> DATA FOR THE TASK:
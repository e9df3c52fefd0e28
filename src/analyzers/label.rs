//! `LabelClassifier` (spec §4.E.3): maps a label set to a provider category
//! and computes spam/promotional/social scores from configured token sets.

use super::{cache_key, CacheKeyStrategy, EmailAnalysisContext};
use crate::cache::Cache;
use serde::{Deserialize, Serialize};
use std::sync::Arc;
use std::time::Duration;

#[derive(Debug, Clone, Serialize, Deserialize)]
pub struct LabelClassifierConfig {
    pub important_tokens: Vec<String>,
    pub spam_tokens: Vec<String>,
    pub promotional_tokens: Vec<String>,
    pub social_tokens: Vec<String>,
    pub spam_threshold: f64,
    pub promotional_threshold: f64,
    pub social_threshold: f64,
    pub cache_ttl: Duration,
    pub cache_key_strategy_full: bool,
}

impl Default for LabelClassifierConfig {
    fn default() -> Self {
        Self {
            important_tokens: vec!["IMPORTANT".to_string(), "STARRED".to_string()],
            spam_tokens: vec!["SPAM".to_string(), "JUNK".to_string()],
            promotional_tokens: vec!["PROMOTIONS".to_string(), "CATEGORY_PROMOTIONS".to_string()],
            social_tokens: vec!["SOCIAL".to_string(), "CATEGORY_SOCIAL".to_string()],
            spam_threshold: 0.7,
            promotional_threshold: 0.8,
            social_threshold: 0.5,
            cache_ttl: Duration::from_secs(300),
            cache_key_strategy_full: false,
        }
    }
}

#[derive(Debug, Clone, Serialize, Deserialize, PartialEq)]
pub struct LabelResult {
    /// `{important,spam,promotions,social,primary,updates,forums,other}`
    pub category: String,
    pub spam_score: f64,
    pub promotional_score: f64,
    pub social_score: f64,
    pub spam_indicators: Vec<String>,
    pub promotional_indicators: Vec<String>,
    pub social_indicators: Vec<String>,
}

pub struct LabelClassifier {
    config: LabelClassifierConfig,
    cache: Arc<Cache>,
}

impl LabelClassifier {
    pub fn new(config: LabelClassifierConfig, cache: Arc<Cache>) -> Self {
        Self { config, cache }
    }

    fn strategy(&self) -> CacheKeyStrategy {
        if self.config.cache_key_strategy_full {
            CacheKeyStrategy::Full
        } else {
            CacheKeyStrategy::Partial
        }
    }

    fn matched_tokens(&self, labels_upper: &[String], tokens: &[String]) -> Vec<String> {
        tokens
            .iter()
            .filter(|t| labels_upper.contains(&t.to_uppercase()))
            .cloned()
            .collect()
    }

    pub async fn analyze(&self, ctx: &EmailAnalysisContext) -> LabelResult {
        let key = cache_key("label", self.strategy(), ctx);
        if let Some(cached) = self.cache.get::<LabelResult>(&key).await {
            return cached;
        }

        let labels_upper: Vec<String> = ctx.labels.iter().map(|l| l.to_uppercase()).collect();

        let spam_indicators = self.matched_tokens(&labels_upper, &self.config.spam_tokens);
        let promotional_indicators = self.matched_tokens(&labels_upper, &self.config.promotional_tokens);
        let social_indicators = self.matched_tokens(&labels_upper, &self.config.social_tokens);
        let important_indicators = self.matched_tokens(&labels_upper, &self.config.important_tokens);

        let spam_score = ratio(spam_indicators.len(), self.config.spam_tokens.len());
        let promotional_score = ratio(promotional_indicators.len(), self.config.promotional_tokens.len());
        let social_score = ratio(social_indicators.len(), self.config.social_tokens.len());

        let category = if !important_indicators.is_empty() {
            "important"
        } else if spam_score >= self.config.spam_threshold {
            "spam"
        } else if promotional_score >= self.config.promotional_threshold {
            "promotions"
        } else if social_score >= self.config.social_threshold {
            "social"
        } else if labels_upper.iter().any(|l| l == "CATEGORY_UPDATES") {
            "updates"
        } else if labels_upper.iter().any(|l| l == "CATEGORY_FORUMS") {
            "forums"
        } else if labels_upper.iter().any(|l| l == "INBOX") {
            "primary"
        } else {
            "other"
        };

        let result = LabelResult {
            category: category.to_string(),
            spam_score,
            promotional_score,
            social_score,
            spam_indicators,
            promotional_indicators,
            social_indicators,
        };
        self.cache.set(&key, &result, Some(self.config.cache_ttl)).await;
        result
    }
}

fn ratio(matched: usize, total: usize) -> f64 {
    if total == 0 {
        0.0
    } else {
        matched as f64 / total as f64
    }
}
* * *
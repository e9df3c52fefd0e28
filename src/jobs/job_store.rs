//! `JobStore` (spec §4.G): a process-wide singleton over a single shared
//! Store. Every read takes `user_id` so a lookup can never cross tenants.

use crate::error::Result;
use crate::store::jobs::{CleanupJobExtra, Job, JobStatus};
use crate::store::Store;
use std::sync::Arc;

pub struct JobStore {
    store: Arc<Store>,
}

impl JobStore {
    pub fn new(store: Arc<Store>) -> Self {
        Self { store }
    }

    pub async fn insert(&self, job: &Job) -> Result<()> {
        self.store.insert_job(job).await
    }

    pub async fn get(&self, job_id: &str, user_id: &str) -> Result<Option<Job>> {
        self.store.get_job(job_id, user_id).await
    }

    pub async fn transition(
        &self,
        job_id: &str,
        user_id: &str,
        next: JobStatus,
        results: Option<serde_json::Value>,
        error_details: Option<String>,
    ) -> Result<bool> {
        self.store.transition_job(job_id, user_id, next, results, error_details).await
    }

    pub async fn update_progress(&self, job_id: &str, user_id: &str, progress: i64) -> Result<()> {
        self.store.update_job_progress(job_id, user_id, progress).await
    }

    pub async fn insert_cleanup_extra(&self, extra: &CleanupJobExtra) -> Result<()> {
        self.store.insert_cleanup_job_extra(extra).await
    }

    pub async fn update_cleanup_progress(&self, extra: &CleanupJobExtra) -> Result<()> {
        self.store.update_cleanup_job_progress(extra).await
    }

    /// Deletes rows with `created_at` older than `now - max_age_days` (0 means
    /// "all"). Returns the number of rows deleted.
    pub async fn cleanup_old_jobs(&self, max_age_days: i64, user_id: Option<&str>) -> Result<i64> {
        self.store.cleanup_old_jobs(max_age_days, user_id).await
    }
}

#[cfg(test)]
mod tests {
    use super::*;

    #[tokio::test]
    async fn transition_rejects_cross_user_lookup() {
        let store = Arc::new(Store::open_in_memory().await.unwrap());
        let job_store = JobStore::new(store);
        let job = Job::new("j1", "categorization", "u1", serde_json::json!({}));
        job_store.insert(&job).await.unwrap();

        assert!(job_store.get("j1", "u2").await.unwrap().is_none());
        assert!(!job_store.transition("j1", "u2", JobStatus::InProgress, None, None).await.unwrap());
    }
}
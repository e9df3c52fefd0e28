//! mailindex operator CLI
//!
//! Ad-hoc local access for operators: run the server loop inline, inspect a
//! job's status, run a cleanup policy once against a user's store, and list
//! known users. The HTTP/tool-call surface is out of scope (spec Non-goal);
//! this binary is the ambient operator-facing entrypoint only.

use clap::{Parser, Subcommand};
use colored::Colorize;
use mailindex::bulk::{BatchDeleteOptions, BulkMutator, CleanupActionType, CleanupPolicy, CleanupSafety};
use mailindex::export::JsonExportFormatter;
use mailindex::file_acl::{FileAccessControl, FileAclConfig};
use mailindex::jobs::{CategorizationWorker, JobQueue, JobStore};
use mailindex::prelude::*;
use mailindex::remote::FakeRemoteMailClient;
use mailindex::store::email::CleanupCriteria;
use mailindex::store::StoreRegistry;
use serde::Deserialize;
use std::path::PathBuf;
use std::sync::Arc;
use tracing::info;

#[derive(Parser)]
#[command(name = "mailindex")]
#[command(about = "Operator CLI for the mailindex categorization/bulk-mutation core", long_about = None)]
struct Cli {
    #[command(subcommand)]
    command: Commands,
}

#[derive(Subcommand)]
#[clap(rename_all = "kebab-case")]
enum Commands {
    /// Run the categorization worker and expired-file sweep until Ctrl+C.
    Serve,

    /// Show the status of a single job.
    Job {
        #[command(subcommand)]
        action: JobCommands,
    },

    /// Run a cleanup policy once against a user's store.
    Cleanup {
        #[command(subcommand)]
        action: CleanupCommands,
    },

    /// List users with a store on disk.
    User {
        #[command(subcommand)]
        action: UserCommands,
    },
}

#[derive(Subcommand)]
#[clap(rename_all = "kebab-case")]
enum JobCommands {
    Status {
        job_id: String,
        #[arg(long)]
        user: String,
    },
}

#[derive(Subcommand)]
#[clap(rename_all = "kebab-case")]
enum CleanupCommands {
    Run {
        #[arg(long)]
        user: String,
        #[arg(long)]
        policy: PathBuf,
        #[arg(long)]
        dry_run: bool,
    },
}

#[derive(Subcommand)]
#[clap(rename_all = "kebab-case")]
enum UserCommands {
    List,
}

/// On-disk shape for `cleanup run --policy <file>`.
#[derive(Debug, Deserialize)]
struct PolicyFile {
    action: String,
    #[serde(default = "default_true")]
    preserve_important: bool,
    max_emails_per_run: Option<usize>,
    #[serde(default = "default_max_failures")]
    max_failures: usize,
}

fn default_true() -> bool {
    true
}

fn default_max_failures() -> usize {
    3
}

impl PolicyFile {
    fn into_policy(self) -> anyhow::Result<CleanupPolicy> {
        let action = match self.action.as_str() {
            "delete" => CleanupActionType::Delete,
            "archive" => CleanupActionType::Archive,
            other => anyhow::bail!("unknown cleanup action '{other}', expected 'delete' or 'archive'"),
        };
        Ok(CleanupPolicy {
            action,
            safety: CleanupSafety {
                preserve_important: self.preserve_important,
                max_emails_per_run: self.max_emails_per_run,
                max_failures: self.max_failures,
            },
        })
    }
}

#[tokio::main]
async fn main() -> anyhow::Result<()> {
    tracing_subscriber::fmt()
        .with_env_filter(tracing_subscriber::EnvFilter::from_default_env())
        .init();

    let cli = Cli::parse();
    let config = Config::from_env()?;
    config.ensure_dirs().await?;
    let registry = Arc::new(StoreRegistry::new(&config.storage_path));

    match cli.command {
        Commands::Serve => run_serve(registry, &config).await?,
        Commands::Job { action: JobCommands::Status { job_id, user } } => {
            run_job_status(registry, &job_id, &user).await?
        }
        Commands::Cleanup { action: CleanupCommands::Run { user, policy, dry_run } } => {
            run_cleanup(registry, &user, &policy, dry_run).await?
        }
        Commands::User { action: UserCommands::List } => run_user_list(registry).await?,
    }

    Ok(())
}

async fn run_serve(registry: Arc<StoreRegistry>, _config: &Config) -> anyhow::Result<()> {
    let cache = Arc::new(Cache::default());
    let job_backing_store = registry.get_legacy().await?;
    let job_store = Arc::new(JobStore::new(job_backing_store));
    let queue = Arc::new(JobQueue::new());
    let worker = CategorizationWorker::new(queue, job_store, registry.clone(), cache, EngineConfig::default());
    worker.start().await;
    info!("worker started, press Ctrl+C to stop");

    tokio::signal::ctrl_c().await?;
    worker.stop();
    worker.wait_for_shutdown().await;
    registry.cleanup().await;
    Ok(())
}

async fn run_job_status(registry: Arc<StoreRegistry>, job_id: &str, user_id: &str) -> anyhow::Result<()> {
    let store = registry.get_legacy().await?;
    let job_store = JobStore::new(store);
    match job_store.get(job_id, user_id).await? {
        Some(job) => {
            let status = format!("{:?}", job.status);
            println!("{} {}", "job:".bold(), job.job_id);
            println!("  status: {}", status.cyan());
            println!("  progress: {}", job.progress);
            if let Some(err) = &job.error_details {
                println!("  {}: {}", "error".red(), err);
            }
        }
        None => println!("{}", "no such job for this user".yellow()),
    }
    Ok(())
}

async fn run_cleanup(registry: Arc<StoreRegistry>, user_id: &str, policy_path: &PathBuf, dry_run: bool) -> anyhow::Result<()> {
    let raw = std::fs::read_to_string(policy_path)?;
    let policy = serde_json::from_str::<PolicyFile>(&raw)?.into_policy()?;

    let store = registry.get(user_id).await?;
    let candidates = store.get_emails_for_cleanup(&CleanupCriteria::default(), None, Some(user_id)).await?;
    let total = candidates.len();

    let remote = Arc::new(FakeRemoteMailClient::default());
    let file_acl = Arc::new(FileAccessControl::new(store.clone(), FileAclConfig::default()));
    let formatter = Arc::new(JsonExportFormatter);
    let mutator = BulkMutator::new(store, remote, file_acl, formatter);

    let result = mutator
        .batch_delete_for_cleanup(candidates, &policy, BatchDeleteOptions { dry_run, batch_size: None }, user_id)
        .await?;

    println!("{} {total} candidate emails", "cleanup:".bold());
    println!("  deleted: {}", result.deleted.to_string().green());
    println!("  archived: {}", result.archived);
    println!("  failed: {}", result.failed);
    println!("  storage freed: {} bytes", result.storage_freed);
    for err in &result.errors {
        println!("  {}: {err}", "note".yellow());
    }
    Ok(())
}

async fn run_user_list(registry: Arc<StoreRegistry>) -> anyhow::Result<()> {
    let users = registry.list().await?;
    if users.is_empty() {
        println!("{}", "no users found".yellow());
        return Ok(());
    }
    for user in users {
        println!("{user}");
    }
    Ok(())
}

> DIRECTIONS:
Only one stretch of the data above is needed. Restate it word for word, from the line containing "#[derive(Debug, Clone, Serialize, Deserialize, PartialEq)]" through the line containing "let labels_upper: Vec<String>", both ends included.

> WRITTEN ANSWER:
#[derive(Debug, Clone, Serialize, Deserialize, PartialEq)]
pub struct LabelResult {
    /// `{important,spam,promotions,social,primary,updates,forums,other}`
    pub category: String,
    pub spam_score: f64,
    pub promotional_score: f64,
    pub social_score: f64,
    pub spam_indicators: Vec<String>,
    pub promotional_indicators: Vec<String>,
    pub social_indicators: Vec<String>,
}

pub struct LabelClassifier {
    config: LabelClassifierConfig,
    cache: Arc<Cache>,
}

impl LabelClassifier {
    pub fn new(config: LabelClassifierConfig, cache: Arc<Cache>) -> Self {
        Self { config, cache }
    }

    fn strategy(&self) -> CacheKeyStrategy {
        if self.config.cache_key_strategy_full {
            CacheKeyStrategy::Full
        } else {
            CacheKeyStrategy::Partial
        }
    }

    fn matched_tokens(&self, labels_upper: &[String], tokens: &[String]) -> Vec<String> {
        tokens
            .iter()
            .filter(|t| labels_upper.contains(&t.to_uppercase()))
            .cloned()
            .collect()
    }

    pub async fn analyze(&self, ctx: &EmailAnalysisContext) -> LabelResult {
        let key = cache_key("label", self.strategy(), ctx);
        if let Some(cached) = self.cache.get::<LabelResult>(&key).await {
            return cached;
        }

        let labels_upper: Vec<String> = ctx.labels.iter().map(|l| l.to_uppercase()).collect();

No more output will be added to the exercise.